Posted Sunday, April 11, 2004; 2.15BST
There's plenty to celebrate. Black South Africans now sit on the country's corporate boards, play on its international sporting teams, edit its most important newspapers, and own some of its best restaurants. Parts of old black townships have been reborn with new roads, new houses and supermarkets where once there were muddy fields. More blacks than whites now buy Jaguars, and a growing black middle class is fueling a housing boom.

Yet huge divisions remain: between white and black, rich and poor, urban and rural. There are too few Mthunzi Mdwabas and too many people struggling in the dark. Up to 20% of blacks now count themselves as among the middle class, but an estimated 40% of households still fall below the official poverty line of $53 per month, and the black townships remain among the worst of the country's slums. At stoplights in South Africa's cities, a haunting one-act play is performed hundreds of times a day. An expensive car pulls alongside a beggar holding a scrawled sign that reads: help. no food. family to feed. god bless. The beggar stares at the driver. Finally, the window opens a crack and a hand appears holding some change. These days there's an occasional twist to the scene: a black driver handing money to a white beggar. Mostly, though, the characters play to racial type. As Mbeki said in his state-of-the-nation speech two months ago. "We have not yet eradicated the cruel legacy we inherited."

To fix the economy and heal its society, Mbeki and the A.N.C. have put their faith in capitalism and in policies designed to expand the black middle class. But overturning decades of iniquity and inequality takes time, and the black majority mostly poor, often without opportunity remains frustrated and impatient.
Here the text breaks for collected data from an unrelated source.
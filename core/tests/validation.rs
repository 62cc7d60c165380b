use chrono::{Duration, TimeZone, Utc};
use runseed_core::{
    catalog::ContentLibrary,
    clock::ManualClock,
    config::SeedConfig,
    run_seed::{NewRun, RunSeedService, SeedEntry},
    seed_cache::MemoryCache,
    validation::{run_hash, RunSubmission, RunValidator, SEED_INVALID},
};

// ── Test helpers ────────────────────────────────────────────────────────────

struct Fixture {
    config: SeedConfig,
    library: ContentLibrary,
    cache: MemoryCache,
    clock: ManualClock,
}

impl Fixture {
    fn new() -> Self {
        Self::with_config(SeedConfig::default_test())
    }

    fn with_config(config: SeedConfig) -> Self {
        let _ = env_logger::builder().is_test(true).try_init();
        Self {
            config,
            library: ContentLibrary::default_test(),
            cache: MemoryCache::new(),
            clock: ManualClock::new(Utc.with_ymd_and_hms(2025, 6, 1, 8, 0, 0).unwrap()),
        }
    }

    fn service(&self) -> RunSeedService<'_> {
        RunSeedService::new(&self.config, &self.library, &self.cache, &self.clock)
    }
}

fn start(service: &RunSeedService<'_>) -> SeedEntry {
    let run = NewRun {
        max_distance: Some(5_000),
        player_class: Some("Vanilla".into()),
        ..NewRun::default()
    };
    service.generate_with_seed(4_242, &run).unwrap()
}

/// A short run that stays inside every bound of `entry`.
fn honest_run(entry: &SeedEntry) -> RunSubmission {
    assert!(entry.bounds.max_track_pieces > 0);
    RunSubmission {
        score: 9_000,
        distance: 1_200,
        duration_seconds: 240,
        coins_collected: 0,
        obstacles_hit: 0,
        powerups_used: 1,
        track_pieces_spawned: 1,
        selected_track_indices: Some(vec![0, 2]),
        is_endless: false,
        is_complete: false,
        player_class: Some("Vanilla".into()),
        started_at: Some("2025-06-01T08:00:05Z".into()),
    }
}

// ── Tests ────────────────────────────────────────────────────────────────────

#[test]
fn missing_seed_is_invalid_not_suspicious() {
    let fx = Fixture::new();
    let service = fx.service();
    let report = RunValidator::new(&service)
        .validate(&RunSubmission::default(), "never-issued")
        .unwrap();

    assert!(!report.valid);
    assert!(!report.suspicious);
    assert_eq!(report.errors, vec![SEED_INVALID.to_string()]);
    assert_eq!(report.run_hash.len(), 64);
}

#[test]
fn expired_seed_is_invalid() {
    let fx = Fixture::new();
    let service = fx.service();
    let entry = start(&service);
    fx.clock.advance(Duration::hours(25));

    let report = RunValidator::new(&service).validate(&honest_run(&entry), &entry.seed_id).unwrap();
    assert!(!report.valid);
    assert_eq!(report.errors, vec!["Seed expired or invalid".to_string()]);
}

#[test]
fn plausible_run_passes_all_bound_checks() {
    let fx = Fixture::new();
    let service = fx.service();
    let entry = start(&service);

    let mut run = honest_run(&entry);
    // Exact bounds for the chosen tracks are tighter than the seed bounds.
    let selected = service.bounds_for_selection(&entry, &[0, 2]).unwrap();
    run.coins_collected = i64::from(selected.max_coins);
    run.track_pieces_spawned = i64::from(selected.max_track_pieces);
    run.obstacles_hit = i64::from(selected.max_obstacles);

    let report = RunValidator::new(&service).validate(&run, &entry.seed_id).unwrap();
    assert!(report.valid);
    assert!(!report.suspicious, "unexpected errors: {:?}", report.errors);
    assert!(report.errors.is_empty());
}

/// Buys every item of each shop on tier 1 track 0, rerolls each shop once
/// and buys the rerolled items too.
#[test]
fn buying_rerolled_shop_items_stays_within_bounds() {
    let fx = Fixture::new();
    let service = fx.service();
    let entry = start(&service);

    let track = service.select_track(&entry.seed_id, 1, 0).unwrap();
    assert!(!track.shop_positions.is_empty());
    let mut bought = 0usize;
    for shop in 0..track.shop_positions.len() as u32 {
        bought += service.get_shop_items(&entry.seed_id, 1, 0, shop).unwrap().items.len();
        bought += service.reroll_shop(&entry.seed_id, 1, 0, shop, 0).unwrap().items.len();
    }

    let run = RunSubmission {
        // One boss reward on top of the shop purchases.
        powerups_used: bought as i64 + 1,
        selected_track_indices: Some(vec![0]),
        ..honest_run(&entry)
    };
    let report = RunValidator::new(&service).validate(&run, &entry.seed_id).unwrap();
    assert!(report.valid);
    assert!(!report.suspicious, "unexpected errors: {:?}", report.errors);

    // Without any reroll allowance the rerolled items no longer count.
    let mut config = SeedConfig::default_test();
    config.validation.reroll_allowance_per_shop = 0;
    let strict = Fixture::with_config(config);
    let strict_service = strict.service();
    let strict_entry = start(&strict_service);
    let with_rerolls = service.bounds_for_selection(&entry, &[0]).unwrap();
    let without = strict_service.bounds_for_selection(&strict_entry, &[0]).unwrap();
    assert!(without.max_powerups < with_rerolls.max_powerups);
    assert_eq!(without.max_coins, with_rerolls.max_coins);
}

#[test]
fn identical_inputs_hash_identically() {
    let fx = Fixture::new();
    let service = fx.service();
    let entry = start(&service);
    let validator = RunValidator::new(&service);

    let run = honest_run(&entry);
    let a = validator.validate(&run, &entry.seed_id).unwrap();
    let b = validator.validate(&run.clone(), &entry.seed_id).unwrap();
    assert_eq!(a.run_hash, b.run_hash);
    assert_eq!(a.run_hash, run_hash(&entry.seed_id, &run).unwrap());

    let later = RunSubmission { started_at: Some("2025-06-01T09:00:00Z".into()), ..run };
    assert_ne!(validator.validate(&later, &entry.seed_id).unwrap().run_hash, a.run_hash);
}

#[test]
fn inflated_score_is_suspicious_but_valid() {
    let fx = Fixture::new();
    let service = fx.service();
    let entry = start(&service);

    // 1,200 m * 10 points * 5 = 60,000 ceiling.
    let run = RunSubmission { score: 60_001, ..honest_run(&entry) };
    let report = RunValidator::new(&service).validate(&run, &entry.seed_id).unwrap();
    assert!(report.valid);
    assert!(report.suspicious);
    assert_eq!(report.errors.len(), 1);
    assert!(report.errors[0].starts_with("Score 60001"), "{:?}", report.errors);

    let at_ceiling = RunSubmission { score: 60_000, ..honest_run(&entry) };
    let report = RunValidator::new(&service).validate(&at_ceiling, &entry.seed_id).unwrap();
    assert!(!report.errors.iter().any(|e| e.starts_with("Score")));
}

#[test]
fn out_of_bounds_counters_are_each_reported() {
    let fx = Fixture::new();
    let service = fx.service();
    let entry = start(&service);

    let run = RunSubmission {
        distance: 5_001,
        coins_collected: i64::from(entry.bounds.max_coins) + 1,
        obstacles_hit: i64::from(entry.bounds.max_obstacles) + 1,
        powerups_used: i64::from(entry.bounds.max_powerups) + 1,
        track_pieces_spawned: i64::from(entry.bounds.max_track_pieces) + 1,
        selected_track_indices: None,
        ..honest_run(&entry)
    };
    let report = RunValidator::new(&service).validate(&run, &entry.seed_id).unwrap();
    assert!(report.valid && report.suspicious);

    for prefix in ["Distance", "Coins", "Obstacles", "Track pieces", "Powerups"] {
        assert!(
            report.errors.iter().any(|e| e.starts_with(prefix)),
            "missing {prefix} error in {:?}",
            report.errors
        );
    }
}

#[test]
fn bad_track_selections_are_suspicious() {
    let fx = Fixture::new();
    let service = fx.service();
    let entry = start(&service);
    let validator = RunValidator::new(&service);

    let too_many = RunSubmission {
        selected_track_indices: Some(vec![0, 1, 2, 0]),
        ..honest_run(&entry)
    };
    let report = validator.validate(&too_many, &entry.seed_id).unwrap();
    assert!(report.suspicious);
    assert!(report.errors.iter().any(|e| e.contains("track selections")));

    let out_of_range = RunSubmission {
        selected_track_indices: Some(vec![0, 3]),
        ..honest_run(&entry)
    };
    let report = validator.validate(&out_of_range, &entry.seed_id).unwrap();
    assert!(report.errors.iter().any(|e| e == "Track index 3 in tier 2 is out of range"));
}

#[test]
fn wrong_player_class_is_suspicious() {
    let fx = Fixture::new();
    let service = fx.service();
    let entry = start(&service);

    let run = RunSubmission { player_class: Some("Tank".into()), ..honest_run(&entry) };
    let report = RunValidator::new(&service).validate(&run, &entry.seed_id).unwrap();
    assert!(report.suspicious);
    assert!(report.errors[0].contains("Tank"));

    // Class comparison ignores case; an absent class is not checked.
    for class in [Some("vanilla".to_string()), None] {
        let run = RunSubmission { player_class: class, ..honest_run(&entry) };
        let report = RunValidator::new(&service).validate(&run, &entry.seed_id).unwrap();
        assert!(!report.errors.iter().any(|e| e.starts_with("Player class")));
    }
}

#[test]
fn endless_runs_skip_content_bounds() {
    let fx = Fixture::new();
    let service = fx.service();
    let entry = start(&service);

    let run = RunSubmission {
        distance: 50_000,
        score: 100_000,
        coins_collected: 10_000,
        obstacles_hit: 10_000,
        powerups_used: 500,
        track_pieces_spawned: 10_000,
        selected_track_indices: Some(vec![0, 1, 2, 0, 1, 2]),
        is_endless: true,
        ..honest_run(&entry)
    };
    let report = RunValidator::new(&service).validate(&run, &entry.seed_id).unwrap();
    assert!(report.valid);
    assert!(!report.suspicious, "unexpected errors: {:?}", report.errors);

    // Score plausibility still applies.
    let run = RunSubmission { distance: 10, ..run };
    let report = RunValidator::new(&service).validate(&run, &entry.seed_id).unwrap();
    assert!(report.suspicious);
    assert_eq!(report.errors.len(), 1);
}

#[test]
fn disabled_checks_are_skipped() {
    let mut config = SeedConfig::default_test();
    config.validation.check_score = false;
    config.validation.check_coins = false;
    config.validation.check_player_class = false;
    let fx = Fixture::with_config(config);
    let service = fx.service();
    let entry = start(&service);

    let run = RunSubmission {
        score: 1_000_000_000,
        coins_collected: i64::from(entry.bounds.max_coins) + 500,
        player_class: Some("Tank".into()),
        selected_track_indices: None,
        ..honest_run(&entry)
    };
    let report = RunValidator::new(&service).validate(&run, &entry.seed_id).unwrap();
    assert!(!report.suspicious, "unexpected errors: {:?}", report.errors);
}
Nobel laureate Desmond Tutu, former Archbishop of Cape Town, celebrates the progress but worries about "a huge gap growing between the rich and poor." The country's leaders, he told TIME, "must beware the siren song of affluence, huge mansions and big cars when the bulk of our people still live in poverty and squalor." Ten years on, South Africans have discovered that the revolution that brought democracy also raised expectations and false hopes.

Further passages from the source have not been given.